Moscow Gives Communists Special Permission to Celebrate Lenin’s Birthday

A photo taken on June 26, 2017 shows a sculpture of the founder of the Soviet Union Vladim
MLADEN ANTONOV/AFP via Getty Images

Dozens of Russian communists defied lockdown measures imposed in the city of Moscow on Wednesday to celebrate the 150th birthday of Vladimir Lenin, marching across Red Square to pay respects and lay flowers by his tomb.

The march was orchestrated by the leader of Russia’s Communist Party, Gennady Zyuganov, who led a group of followers waving red flags towards the granite mausoleum where Lenin’s embalmed body has lain since his death in 1924. It took place in defiance of lockdown measures imposed by city Mayor Sergey Sobyanin over three weeks ago aimed at containing the spread of the Chinese coronavirus.

Attendees were reportedly split into small groups and kept at a distance from one another as they approached the mausoleum. Under current lockdown measures, Muscovites are only permitted to go out to buy food or medicine nearby, receive urgent medical treatment, walk their dogs, or take out the trash.

One policeman guarding Red Square, currently closed to the public and otherwise empty, told Reuters that the communists had received special permission from the government to hold the commemorations. Both local and federal government officials have so far refused to comment.
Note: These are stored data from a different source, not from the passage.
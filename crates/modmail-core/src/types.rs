// SPDX-FileCopyrightText: 2026 Modmail Contributors
// SPDX-License-Identifier: MIT OR Apache-2.0

//! Common types used across collaborator traits and the relay.

use std::fmt;

use chrono::{DateTime, Utc};
use serde::{Deserialize, Serialize};
use strum::{Display, EnumString};

/// Opaque identifier of a chat platform user.
#[derive(Debug, Clone, PartialEq, Eq, Hash, Serialize, Deserialize)]
pub struct UserId(pub String);

/// Opaque identifier of a chat platform channel (guild channel or DM).
#[derive(Debug, Clone, PartialEq, Eq, Hash, Serialize, Deserialize)]
pub struct ChannelId(pub String);

/// Unique identifier for a message.
#[derive(Debug, Clone, PartialEq, Eq, Hash, Serialize, Deserialize)]
pub struct MessageId(pub String);

impl fmt::Display for UserId {
    fn fmt(&self, f: &mut fmt::Formatter<'_>) -> fmt::Result {
        f.write_str(&self.0)
    }
}

impl fmt::Display for ChannelId {
    fn fmt(&self, f: &mut fmt::Formatter<'_>) -> fmt::Result {
        f.write_str(&self.0)
    }
}

impl From<&str> for UserId {
    fn from(s: &str) -> Self {
        UserId(s.to_string())
    }
}

impl From<&str> for ChannelId {
    fn from(s: &str) -> Self {
        ChannelId(s.to_string())
    }
}

/// Health status reported by adapter health checks.
#[derive(Debug, Clone, PartialEq, Eq)]
pub enum HealthStatus {
    /// Adapter is fully operational.
    Healthy,
    /// Adapter is operational but experiencing issues.
    Degraded(String),
    /// Adapter is not operational.
    Unhealthy(String),
}

/// Identifies the kind of collaborator behind an adapter.
#[derive(
    Debug, Clone, Copy, PartialEq, Eq, Hash, Display, EnumString, Serialize, Deserialize,
)]
pub enum AdapterType {
    Platform,
    Storage,
    Paste,
}

// --- Inbound events ---

/// The author of an inbound or historical message.
#[derive(Debug, Clone, PartialEq, Eq, Serialize, Deserialize)]
pub struct Author {
    pub id: UserId,
    /// Display tag, e.g. `name#0001` or the bare username.
    pub tag: String,
    pub avatar_url: Option<String>,
}

/// A file attached to a message.
#[derive(Debug, Clone, PartialEq, Eq, Serialize, Deserialize)]
pub struct Attachment {
    pub url: String,
    pub proxy_url: Option<String>,
}

impl Attachment {
    /// The URL to reference when relaying, preferring the direct URL.
    pub fn link(&self) -> &str {
        if self.url.is_empty() {
            self.proxy_url.as_deref().unwrap_or_default()
        } else {
            &self.url
        }
    }
}

/// Where an inbound message was posted.
#[derive(Debug, Clone, PartialEq, Eq)]
pub enum MessageOrigin {
    /// A private channel between the bot and the author.
    Direct,
    /// A guild text channel, with the category it sits under, if any.
    Guild { parent: Option<ChannelId> },
}

/// A message event delivered by the chat platform.
#[derive(Debug, Clone)]
pub struct InboundMessage {
    pub id: MessageId,
    pub author: Author,
    pub channel: ChannelId,
    pub origin: MessageOrigin,
    pub content: String,
    pub attachments: Vec<Attachment>,
}

impl InboundMessage {
    pub fn is_direct(&self) -> bool {
        self.origin == MessageOrigin::Direct
    }

    /// Returns true when the message was posted in a channel under `category`.
    pub fn is_under(&self, category: &ChannelId) -> bool {
        matches!(&self.origin, MessageOrigin::Guild { parent: Some(p) } if p == category)
    }
}

// --- Durable records ---

/// An open modmail conversation: one user, one relay channel, ordered history.
#[derive(Debug, Clone, PartialEq, Eq, Serialize, Deserialize)]
pub struct Conversation {
    pub user: UserId,
    pub channel: ChannelId,
    /// Formatted history lines in insertion order.
    pub messages: Vec<String>,
    pub created_at: String,
}

impl Conversation {
    pub fn new(user: UserId, channel: ChannelId, first_line: String) -> Self {
        Self {
            user,
            channel,
            messages: vec![first_line],
            created_at: Utc::now().to_rfc3339(),
        }
    }
}

// --- Platform requests and lookups ---

/// Parameters for creating a staff-only relay channel.
#[derive(Debug, Clone, PartialEq, Eq)]
pub struct RelayChannelSpec {
    pub name: String,
    pub category: ChannelId,
    /// Role granted view and send permissions; everyone else is denied view.
    pub staff_role: Option<String>,
}

/// A user looked up on the platform.
#[derive(Debug, Clone, PartialEq, Eq)]
pub struct UserProfile {
    pub id: UserId,
    pub name: String,
    pub tag: String,
    pub avatar_url: Option<String>,
}

/// A rich summary message (embed) with an optional link button.
#[derive(Debug, Clone, PartialEq, Eq)]
pub struct Notice {
    pub author_name: String,
    pub author_icon: Option<String>,
    pub color: u32,
    pub description: String,
    pub link: Option<NoticeLink>,
}

#[derive(Debug, Clone, PartialEq, Eq)]
pub struct NoticeLink {
    pub label: String,
    pub url: String,
}

/// A message fetched from a channel's history.
#[derive(Debug, Clone, PartialEq, Eq, Serialize, Deserialize)]
pub struct HistoryMessage {
    pub author: Author,
    pub content: String,
    pub created_at: DateTime<Utc>,
}

/// Display metadata for the channel a transcript is rendered from.
#[derive(Debug, Clone, PartialEq, Eq, Serialize, Deserialize)]
pub struct ChannelMeta {
    pub guild_name: String,
    pub guild_icon_url: Option<String>,
    pub channel_name: String,
}

/// A text blob to publish on the paste-hosting service.
#[derive(Debug, Clone, PartialEq, Eq)]
pub struct PasteRequest {
    pub name: String,
    pub content: String,
    /// Syntax-highlighting label, e.g. `AsciiDoc`.
    pub language: String,
}

#[cfg(test)]
mod tests {
    use super::*;

    fn inbound(origin: MessageOrigin) -> InboundMessage {
        InboundMessage {
            id: MessageId("m1".into()),
            author: Author {
                id: UserId::from("u1"),
                tag: "alice".into(),
                avatar_url: None,
            },
            channel: ChannelId::from("c1"),
            origin,
            content: "hi".into(),
            attachments: vec![],
        }
    }

    #[test]
    fn origin_classification() {
        let dm = inbound(MessageOrigin::Direct);
        assert!(dm.is_direct());
        assert!(!dm.is_under(&ChannelId::from("cat")));

        let staff = inbound(MessageOrigin::Guild {
            parent: Some(ChannelId::from("cat")),
        });
        assert!(!staff.is_direct());
        assert!(staff.is_under(&ChannelId::from("cat")));
        assert!(!staff.is_under(&ChannelId::from("other")));

        let loose = inbound(MessageOrigin::Guild { parent: None });
        assert!(!loose.is_under(&ChannelId::from("cat")));
    }

    #[test]
    fn attachment_link_falls_back_to_proxy() {
        let direct = Attachment {
            url: "https://cdn/a.png".into(),
            proxy_url: Some("https://proxy/a.png".into()),
        };
        assert_eq!(direct.link(), "https://cdn/a.png");

        let proxied = Attachment {
            url: String::new(),
            proxy_url: Some("https://proxy/a.png".into()),
        };
        assert_eq!(proxied.link(), "https://proxy/a.png");
    }

    #[test]
    fn new_conversation_holds_first_line() {
        let c = Conversation::new(UserId::from("u"), ChannelId::from("c"), "u :: hi".into());
        assert_eq!(c.messages, vec!["u :: hi".to_string()]);
        assert!(!c.created_at.is_empty());
    }

    #[test]
    fn ids_display_raw_value() {
        assert_eq!(UserId::from("42").to_string(), "42");
        assert_eq!(ChannelId::from("99").to_string(), "99");
    }
}
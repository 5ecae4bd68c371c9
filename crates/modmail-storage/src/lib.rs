// SPDX-FileCopyrightText: 2026 Modmail Contributors
// SPDX-License-Identifier: MIT OR Apache-2.0

//! SQLite persistence layer for modmail conversations.
//!
//! Provides WAL-mode SQLite storage with embedded migrations, a single-writer
//! concurrency model via `tokio-rusqlite`, and typed CRUD operations for
//! conversation records and their history lines.

pub mod adapter;
pub mod database;
pub mod migrations;
pub mod queries;

pub use adapter::SqliteStorage;
pub use database::Database;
Communists in Russia and around the world had hoped to hold mass events to celebrate the 150th anniversary, although the ongoing pandemic, originating in communist China, forced them to cancel. On Tuesday, Zyuganov called on communists to lay flowers at the remaining statues of Lenin across Russia, as well as in Belarus, Ukraine, Moldova, Central Asia, and the South Caucasus.

Along with Leon Trotsky and Joseph Stalin, Lenin is widely regarded as perhaps the most important figure in Russia’s 1917 communist revolution, a bloody coup d’état against the Russian state. Emerging victorious after three years of civil war, he served as president of Soviet Russia until his death.

The ideology that Lenin helped impose through violence and spread globally is believed to be responsible for the killing of at least 100 million people.

Although the legacy of Soviet communism is still very much present in modern-day Russia, the Communist Party has officially relatively little influence in the country’s political system. Currently, the party holds less than ten percent of seats in the lower chamber, known as the State Dumba, and just four out of 170 seats in the upper chamber, known as the Federation Council.